Selecting the appropriate dressing for stalled wounds based on mode of action

Author: Keith Cutting, Clinical Research Consultant, Hertfordshire, UK.


Wound dressing selection is an imprecise procedure that can have considerable implications for patient wellbeing and wound progress. When considering the role that dressings have to play in creating an environment that is conducive to the promotion of healing it is unfortunate that not every clinician takes into account the need for precision in the dressing selection process.

Todays challenges: Putting knowledge into practice

At a wound care conference held in the UK in 2016 two clinicians, one nurse and one podiatrist, consecutively proclaimed that dressing choice should be governed by unit cost and that when considering therapeutic interventions wound dressings came way down the list of options. These presenters showed a total disregard for the considerable progress that has been made over the last 30-50 years in terms of research and wound dressing technology and of the integral role that dressings have to play in wound treatment. It is as if Winter’s work [1] among others contributed nothing at all to wound science and failed to initiate a progressive line of scientific inquiry. Apart from the scientific perspective of promotion of healing careful dressing selection has an important role to play in improving patients’ quality of life [2, 3] and this fact should receive the recognition it deserves. Could it be that a fundamental misunderstanding in terms of material performance underpins this apparent disregard how a dressing can profoundly influence clinical outcomes?

Can categorising dressings based on mode of action rather than material composition aid clinicians in the delivery of high quality wound treatment?

Dressings are usually categorised from the perspective of their principle ingredient e.g. alginates, foams, hydrocolloid etc. On the one hand, this method of categorisation is convenient and uncomplicated but on the other, does nothing to support meaningful selection of dressings. Mode of action, function and potential clinical outcomes are far more important in terms of dressing selection when compared to dressing ingredient composition. It has been pointed out that not only is the current method of classification out of date but more important potentially counter-productive when taking into account advanced dressing technology [4]. The ingredient approach to classification seems to be peculiar to wound care as in other areas of healthcare we find classification along the lines of pharmaceutical function e.g. diuretic, anti-inflammatory and antibiotic.

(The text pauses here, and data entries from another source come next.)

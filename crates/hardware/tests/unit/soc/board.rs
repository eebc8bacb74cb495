//! # Reference Board Tests

use gateware_target::common::PlatformError;
use gateware_target::soc::{Board, Platform};

#[test]
fn test_board_identity() {
    let board = Board::new();
    assert_eq!(board.device(), "hx8k");
    assert_eq!(board.package(), "bg121");
}

#[test]
fn test_single_instance_resources() {
    let mut board = Board::new();
    for (name, width) in [("clk_if", 1), ("i2c", 2), ("fx2", 18), ("sync", 1)] {
        let res = board.request(name).unwrap();
        assert_eq!(res.name, name);
        assert_eq!(res.number, 0);
        assert_eq!(res.width, width);
        assert_eq!(board.requested(name), 1);
    }
}

#[test]
fn test_io_banks_are_numbered_in_request_order() {
    let mut board = Board::new();
    assert_eq!(board.request("io").unwrap().number, 0);
    assert_eq!(board.request("io").unwrap().number, 1);
}

#[test]
fn test_io_banks_are_exhaustible() {
    let mut board = Board::new();
    let _ = board.request("io").unwrap();
    let _ = board.request("io").unwrap();
    match board.request("io") {
        Err(PlatformError::ResourceUnavailable { name, number }) => {
            assert_eq!(name, "io");
            assert_eq!(number, 2);
        }
        other => panic!("expected ResourceUnavailable, got {other:?}"),
    }
    assert_eq!(board.requested("io"), 2);
}

#[test]
fn test_second_request_of_single_resource_fails() {
    let mut board = Board::new();
    let _ = board.request("sync").unwrap();
    assert!(matches!(
        board.request("sync"),
        Err(PlatformError::ResourceUnavailable { number: 1, .. })
    ));
}

#[test]
fn test_unknown_resource() {
    let mut board = Board::new();
    assert!(matches!(
        board.request("led"),
        Err(PlatformError::UnknownResource { ref name }) if name == "led"
    ));
    assert_eq!(board.requested("led"), 0);
}

#[test]
fn test_resource_display() {
    let mut board = Board::new();
    let res = board.request("io").unwrap();
    assert_eq!(res.to_string(), "io#0");
    assert_eq!(res.port_name(), "io_0");
}
//! Target composition and top-level `Target` type.
//!
//! This module assembles the complete gateware target from configuration. It performs:
//! 1. **Clocking:** Requests the clock input and builds the power-on reset sequencer.
//! 2. **Peripherals:** Attaches the I2C target, the optional register file, and the FX2 arbiter.
//! 3. **Ports:** Requests the sync strobe and one I/O bank per port specifier.
//! 4. **Build:** Hands the resulting design to the platform and runs the build lifecycle.
//!
//! The topology is fixed at construction; every accessor afterwards is read-only.

use std::path::Path;

use crate::build::lifecycle::{self, BuildOptions};
use crate::common::constants;
use crate::common::{PlatformError, TargetError};
use crate::config::TargetConfig;
use crate::soc::crg::Crg;
use crate::soc::design::{Cell, Design, ResetRegister};
use crate::soc::devices::{Direction, Fifo, FifoArbiter, I2cTarget, RegisterFile};
use crate::soc::ports::{self, PortSpec};
use crate::soc::traits::{Peripheral, Platform, Resource};

/// A composed gateware target bound to its platform.
#[derive(Debug)]
pub struct Target<P: Platform> {
    /// Board collaborator; owns resources and the toolchain.
    platform: P,
    /// Configuration the target was built from.
    config: TargetConfig,
    /// Clock and power-on reset generator.
    crg: Crg,
    /// I2C peripheral-side controller.
    i2c: I2cTarget,
    /// Register file; present iff `reg_count > 0`.
    registers: Option<RegisterFile>,
    /// Host-bridge FIFO arbiter.
    arbiter: FifoArbiter,
    /// Sync strobe resource.
    sync_port: Resource,
    /// I/O banks, indexed by [`PortSpec::index`].
    io_ports: Vec<Resource>,
    /// Every requested resource, in request order.
    resources: Vec<Resource>,
}

/// Requests `name` from the platform and records it.
fn request<P: Platform>(
    platform: &mut P,
    resources: &mut Vec<Resource>,
    name: &str,
) -> Result<Resource, PlatformError> {
    let res = platform.request(name)?;
    tracing::trace!(resource = %res, "requested");
    resources.push(res.clone());
    Ok(res)
}

impl<P: Platform> Target<P> {
    /// Composes a target on `platform`.
    ///
    /// Requests `clk_if`, `i2c`, `fx2`, `sync` and one `io` bank per port, in that order.
    /// The register file is only instantiated when `config.reg_count > 0`.
    ///
    /// # Errors
    ///
    /// [`TargetError::InvalidConfig`] for out-of-range configuration values, and
    /// [`TargetError::Platform`] if the platform cannot supply a resource.
    pub fn new(mut platform: P, config: &TargetConfig) -> Result<Self, TargetError> {
        config.validate()?;
        let mut resources = Vec::new();

        let clk_if = request(&mut platform, &mut resources, constants::RES_CLK_IF)?;
        let crg = Crg::new(clk_if, config.reset_delay);

        let i2c_bus = request(&mut platform, &mut resources, constants::RES_I2C)?;
        let i2c = I2cTarget::new(i2c_bus, config.i2c_address);

        let registers = (config.reg_count > 0).then(|| RegisterFile::new(&i2c, config.reg_count));

        let fx2 = request(&mut platform, &mut resources, constants::RES_FX2)?;
        let arbiter = FifoArbiter::new(fx2, config.out_count, config.in_count, config.fifo_depth);

        let sync_port = request(&mut platform, &mut resources, constants::RES_SYNC)?;
        let io_ports = PortSpec::ALL
            .iter()
            .map(|_| request(&mut platform, &mut resources, constants::RES_IO))
            .collect::<Result<Vec<_>, _>>()?;

        tracing::info!(
            out_count = config.out_count,
            in_count = config.in_count,
            fifo_depth = config.fifo_depth,
            reg_count = config.reg_count,
            "target composed"
        );

        Ok(Self {
            platform,
            config: config.clone(),
            crg,
            i2c,
            registers,
            arbiter,
            sync_port,
            io_ports,
            resources,
        })
    }

    /// Returns the I/O bank for port `spec`.
    ///
    /// # Errors
    ///
    /// [`TargetError::InvalidPortSpecifier`] if `spec` is not a port name.
    pub fn io_port(&self, spec: &str) -> Result<&Resource, TargetError> {
        let index = ports::resolve(spec)?;
        self.io_ports
            .get(index)
            .ok_or_else(|| TargetError::InvalidPortSpecifier(spec.to_owned()))
    }

    /// Returns the OUT FIFO for port `spec`.
    ///
    /// # Errors
    ///
    /// [`TargetError::InvalidPortSpecifier`] if `spec` is not a port name, or
    /// [`TargetError::NoSuchFifo`] if the arbiter has fewer OUT FIFOs than the port's bank index.
    pub fn out_fifo(&self, spec: &str) -> Result<&Fifo, TargetError> {
        let index = ports::resolve(spec)?;
        self.arbiter
            .out_fifo(index)
            .ok_or_else(|| no_such_fifo(Direction::Out, spec))
    }

    /// Returns the IN FIFO for port `spec`.
    ///
    /// # Errors
    ///
    /// As for [`Target::out_fifo`], with IN FIFOs.
    pub fn in_fifo(&self, spec: &str) -> Result<&Fifo, TargetError> {
        let index = ports::resolve(spec)?;
        self.arbiter
            .in_fifo(index)
            .ok_or_else(|| no_such_fifo(Direction::In, spec))
    }

    /// Returns the `(IN, OUT)` FIFO pair for port `spec`.
    ///
    /// # Errors
    ///
    /// As for [`Target::out_fifo`]; the IN FIFO is checked first.
    pub fn inout_fifo(&self, spec: &str) -> Result<(&Fifo, &Fifo), TargetError> {
        Ok((self.in_fifo(spec)?, self.out_fifo(spec)?))
    }

    /// The sync strobe resource.
    pub const fn sync_port(&self) -> &Resource {
        &self.sync_port
    }

    /// All I/O banks, in port order.
    pub fn io_ports(&self) -> &[Resource] {
        &self.io_ports
    }

    /// The I2C peripheral-side controller.
    pub const fn i2c(&self) -> &I2cTarget {
        &self.i2c
    }

    /// The register file, if one was configured.
    pub const fn registers(&self) -> Option<&RegisterFile> {
        self.registers.as_ref()
    }

    /// The FX2 FIFO arbiter.
    pub const fn arbiter(&self) -> &FifoArbiter {
        &self.arbiter
    }

    /// The clock and reset generator.
    pub const fn crg(&self) -> &Crg {
        &self.crg
    }

    /// Mutable access to the clock and reset generator, for stepping the reset sequence.
    pub const fn crg_mut(&mut self) -> &mut Crg {
        &mut self.crg
    }

    /// The configuration the target was composed from.
    pub const fn config(&self) -> &TargetConfig {
        &self.config
    }

    /// The platform the target is bound to.
    pub const fn platform(&self) -> &P {
        &self.platform
    }

    /// Every requested resource, in request order.
    pub fn resources(&self) -> &[Resource] {
        &self.resources
    }

    /// Describes the composed target as plain data.
    pub fn design(&self) -> Design {
        let mut peripherals: Vec<&dyn Peripheral> = vec![&self.i2c];
        if let Some(registers) = &self.registers {
            peripherals.push(registers);
        }
        peripherals.push(&self.arbiter);

        Design {
            top: constants::TOP_NAME.to_owned(),
            clock: self.crg.clk_if().clone(),
            resources: self.resources.clone(),
            reset: ResetRegister {
                width: self.crg.counter_width(),
                initial: self.crg.counter().initial(),
            },
            cells: peripherals.into_iter().map(Cell::from_peripheral).collect(),
        }
    }

    /// Returns the platform's hardware description of the target.
    ///
    /// # Errors
    ///
    /// [`TargetError::Platform`] if the platform cannot render the design.
    pub fn hardware_description(&self) -> Result<String, TargetError> {
        Ok(self.platform.hardware_description(&self.design())?)
    }

    /// Runs the platform toolchain into `build_dir` without any cleanup.
    ///
    /// # Errors
    ///
    /// Returns the platform's error if any toolchain step fails.
    pub fn build(&self, build_dir: &Path) -> Result<(), PlatformError> {
        self.platform.build(&self.design(), build_dir)
    }

    /// Builds the target and returns its bitstream.
    ///
    /// See [`lifecycle`](crate::build::lifecycle) for the build directory cleanup policy.
    ///
    /// # Errors
    ///
    /// As for [`produce_bitstream`](crate::build::produce_bitstream).
    pub fn bitstream(&self, options: &BuildOptions) -> Result<Vec<u8>, TargetError> {
        let design = self.design();
        lifecycle::produce_bitstream(options, |dir| self.platform.build(&design, dir))
    }
}

fn no_such_fifo(direction: Direction, spec: &str) -> TargetError {
    TargetError::NoSuchFifo {
        direction,
        port: spec.to_owned(),
    }
}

A way forward in improving dressing selection so that the chosen dressing objectively suits the needs of the wound is to identify the desired discrete clinical outcomes. These outcomes should align with the performance capability of the dressing material. This approach is congruent with the principle of initial identification of patient/wound needs and competent wound bed preparation.

It has been proposed that clinicians who are involved in wound care should ask two questions before embarking on dressing selection and application:

1 – do I possess up to date knowledge in respect of material performance?

2 – do I have the practical skills and knowledge in relation to optimal dressing application and dressing change interval [5]?

If you are not in possession of these attributes then professional responsibility indicates that referral should be made to the person who can apply the obligatory precision – ostensibly, this would be the tissue viability specialist.


  1. Winter, G.D., Formation of the scab and rate of epithelialisation in the skin of the young domestic pig. Nature, 1962. 193: p. 293-295.
  2. Queen, D. and K. Harding, The evolution of wound care. International Wound Journal, 2016. 13(3): p. 302-302.
  3. Cutting, K., Wound dressings: 21st century performance requirements. Journal of Wound Care, 2010. 19(5 (Supplement)): p. 4-9.
  4. van Rijswijk, L., Ingredient-based wound dressing classification: a paradigm that is passé and in need of replacement. Journal of Wound Care, 2006. 15(1): p. 11-14.
  5. Cutting KF. The imprecision surrounding wound dressing selection and application. Br J Nurs 2016, Jun 23;25(12):S4.